Urosepsis after PNL is an important and potentially catastrophic complication. The overall
incidence of fever (25%), bacteremia (23%), endotoxemia (34%) and septicemic shock occurs in
0.3%-2.5% of patients. Urosepsis and shock result from the intravasation of bacteria or
endotoxins into bloodstream, which in turn increases with prolonged surgery, degree of
hydronephrosis, bacterial load in the renal pelvis, and presence of infected stones.
Charton et al., concluded that without antibiotic prophylaxis 35% of patient suffered
urinary tract infection a post-PCNL, although preoperative urine showing no growth. In a
prospective but nonrandomized assessment of PCNL patients receiving oral ciprofloxacin,
intravenous ciprofloxacin, or no antimicrobial treatment found postoperative urinary tract
infection to occur in 17%, 0%, and 40% of patients, respectively.
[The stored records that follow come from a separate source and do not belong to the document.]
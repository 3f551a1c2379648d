use quick_xml::encoding::Decoder;
use quick_xml::events::BytesStart;

use crate::error::{ClientError, ClientResult};
use crate::protocol_constants::COMMAND_PATH;

/// Builds the command endpoint URL for a player.
///
/// # Arguments
/// * `host` - The player's host, optionally with a port (e.g., "192.168.1.50:8080")
///
/// # Returns
/// A fully-formed HTTP URL string
pub fn build_command_url(host: &str) -> String {
    format!("http://{}{}", host.trim().trim_end_matches('/'), COMMAND_PATH)
}

/// Reads every attribute of an XML element, with XML entities resolved.
///
/// All attributes are checked, so a duplicated or unquoted attribute, or a
/// value with an undefined entity, fails the whole element.
///
/// # Errors
/// Returns `ClientError::Xml` for any malformed attribute.
pub fn get_xml_attrs(
    elem: &BytesStart,
    decoder: Decoder,
) -> ClientResult<Vec<(Vec<u8>, String)>> {
    let mut attrs = Vec::new();
    for attr in elem.attributes() {
        let attr = attr.map_err(|e| ClientError::Xml(format!("malformed attribute: {e}")))?;
        let value = attr
            .decode_and_unescape_value(decoder)
            .map_err(|e| ClientError::Xml(format!("invalid attribute value: {e}")))?;
        attrs.push((attr.key.as_ref().to_vec(), value.into_owned()));
    }
    Ok(attrs)
}

/// Gets an attribute value from an XML element, with XML entities resolved.
///
/// # Arguments
/// * `elem` - The XML element to search
/// * `attr_name` - The attribute name as bytes (e.g., `b"name"`)
/// * `decoder` - Decoder of the reader that produced `elem`
///
/// # Errors
/// Returns `ClientError::Xml` if any attribute of `elem` is malformed.
pub fn get_xml_attr(
    elem: &BytesStart,
    attr_name: &[u8],
    decoder: Decoder,
) -> ClientResult<Option<String>> {
    Ok(get_xml_attrs(elem, decoder)?
        .into_iter()
        .find(|(key, _)| key.as_slice() == attr_name)
        .map(|(_, value)| value))
}
//! Media-player entity model.
//!
//! Keeps the last known state of one player and maps raw device status onto
//! a small state enumeration, the way a home-automation front end presents
//! it. Each [`MediaPlayer`] is owned by its caller; there is no registry.

use std::fmt;
use std::sync::Arc;

use serde::Serialize;

use crate::device::{PlayerControl, StatusResult};
use crate::protocol_constants::{DEFAULT_PLAYER_NAME, MAX_VOLUME};

/// Displayed playback state.
#[derive(Debug, Clone, Copy, PartialEq, Eq, Hash, Default, Serialize)]
#[serde(rename_all = "lowercase")]
pub enum PlayerState {
    #[default]
    Off,
    Idle,
    Playing,
    Paused,
}

impl PlayerState {
    /// Maps a raw `player_state` token; unknown or missing tokens are `Off`.
    #[must_use]
    pub fn from_device(raw: Option<&str>) -> Self {
        match raw {
            Some("playing") => Self::Playing,
            Some("paused") => Self::Paused,
            Some("navigator") => Self::Idle,
            _ => Self::Off,
        }
    }

    #[must_use]
    pub fn as_str(&self) -> &'static str {
        match self {
            Self::Off => "off",
            Self::Idle => "idle",
            Self::Playing => "playing",
            Self::Paused => "paused",
        }
    }
}

impl fmt::Display for PlayerState {
    fn fmt(&self, f: &mut fmt::Formatter<'_>) -> fmt::Result {
        f.write_str(self.as_str())
    }
}

/// Point-in-time view of a [`MediaPlayer`], for display or serialization.
#[derive(Debug, Clone, PartialEq, Serialize)]
pub struct PlayerSnapshot {
    pub name: String,
    pub state: PlayerState,
    pub volume_level: f32,
    pub muted: bool,
}

/// One player as seen by a front end.
pub struct MediaPlayer {
    control: Arc<dyn PlayerControl>,
    host: String,
    raw_state: Option<String>,
    volume: i64,
    muted: bool,
    product_name: Option<String>,
}

impl fmt::Debug for MediaPlayer {
    fn fmt(&self, f: &mut fmt::Formatter<'_>) -> fmt::Result {
        f.debug_struct("MediaPlayer")
            .field("host", &self.host)
            .field("raw_state", &self.raw_state)
            .field("volume", &self.volume)
            .field("muted", &self.muted)
            .field("product_name", &self.product_name)
            .finish()
    }
}

impl MediaPlayer {
    /// Creates an entity for the player at `host`, controlled through `control`.
    #[must_use]
    pub fn new(control: Arc<dyn PlayerControl>, host: impl Into<String>) -> Self {
        Self {
            control,
            host: host.into(),
            raw_state: None,
            volume: 0,
            muted: false,
            product_name: None,
        }
    }

    /// Polls the player and merges the fields it reported.
    ///
    /// Fields missing from the reply keep their previous value, so a failed
    /// poll leaves the last known state in place.
    ///
    /// # Returns
    /// `true` if the player reported any status.
    pub async fn update(&mut self) -> bool {
        let status = self.control.get_status().await;
        tracing::debug!(host = %self.host, ?status, "status_update");
        self.apply_status(&status);
        !status.is_empty()
    }

    fn apply_status(&mut self, status: &StatusResult) {
        if let Some(state) = status.state() {
            self.raw_state = Some(state.to_string());
        }
        if let Some(volume) = status.volume() {
            self.volume = volume;
        }
        if let Some(muted) = status.muted() {
            self.muted = muted;
        }
        if let Some(name) = status.product_name() {
            self.product_name = Some(name.to_string());
        }
    }

    /// Product name reported by the player, or a host-based fallback.
    #[must_use]
    pub fn name(&self) -> String {
        match self.product_name {
            Some(ref name) => name.clone(),
            None => format!("{} ({})", DEFAULT_PLAYER_NAME, self.host),
        }
    }

    #[must_use]
    pub fn host(&self) -> &str {
        &self.host
    }

    #[must_use]
    pub fn state(&self) -> PlayerState {
        PlayerState::from_device(self.raw_state.as_deref())
    }

    /// Volume on a 0.0-1.0 scale.
    #[must_use]
    pub fn volume_level(&self) -> f32 {
        self.volume as f32 / f32::from(MAX_VOLUME)
    }

    #[must_use]
    pub fn is_volume_muted(&self) -> bool {
        self.muted
    }

    #[must_use]
    pub fn snapshot(&self) -> PlayerSnapshot {
        PlayerSnapshot {
            name: self.name(),
            state: self.state(),
            volume_level: self.volume_level(),
            muted: self.muted,
        }
    }

    pub async fn media_play(&self) -> bool {
        self.control.play().await
    }

    pub async fn media_pause(&self) -> bool {
        self.control.pause().await
    }

    pub async fn media_stop(&self) -> bool {
        self.control.stop().await
    }

    pub async fn media_next_track(&self) -> bool {
        self.control.next_track().await
    }

    pub async fn media_previous_track(&self) -> bool {
        self.control.previous_track().await
    }

    /// Sets volume from a 0.0-1.0 level (truncated to whole percent).
    pub async fn set_volume_level(&self, level: f32) -> bool {
        self.control.set_volume(level_to_percent(level)).await
    }

    /// Sends mute and records `mute` as the current state.
    pub async fn mute_volume(&mut self, mute: bool) -> bool {
        let sent = self.control.mute(mute).await;
        self.muted = mute;
        sent
    }
}

/// Converts a 0.0-1.0 level to whole percent, clamping out-of-range input.
fn level_to_percent(level: f32) -> u8 {
    let scaled = level.clamp(0.0, 1.0) * f32::from(MAX_VOLUME);
    scaled as u8
}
Mariappan et al., stated
that midstream urine (MSU) culture does not represent upper tract infection in patients with
obstructing stones. Also, stone and pelvic urine cultures are better predictors of upper
tract infection and urosepsis in such cases.
Antibiotic prophylaxis has been recommended (Level of evidence: IIb, III) for patients
subjected to PCNL to avert these infectious complications, as profiled in an American
Urological Association (AUA) Best Practice Policy Statement. They also recommend antibiotic
prophylaxis before shock wave lithotripsy and ureteroscopy with high level (Level of
evidence: Ia and Ib, respectively) due to presence of meta-analysis and large randomised
controlled trial.
The optimal timing, dosing, and duration of a prophylactic antibiotic regimen for PCNL
procedures has also been a point of discussion. The AUA best practice policy statement
currently recommends that a one-time dose on the day of the procedure is sufficient. The EAU
guidelines are less definitive in concluding that a short course is adequate but that the
"length of time is to be determined." Mariappan and colleagues in a prospective
non-randomised trial found that 52 patients who had dilated collecting systems, stone burden
greater than 2 cm, and no confounding factors predisposing to UTIs who received a 1-week
course of ciprofloxacin before PCNL had a 3-fold lower risk of postoperative UTI and SIRS
than 46 patients who received standard perioperative antibiotics on the day of surgery.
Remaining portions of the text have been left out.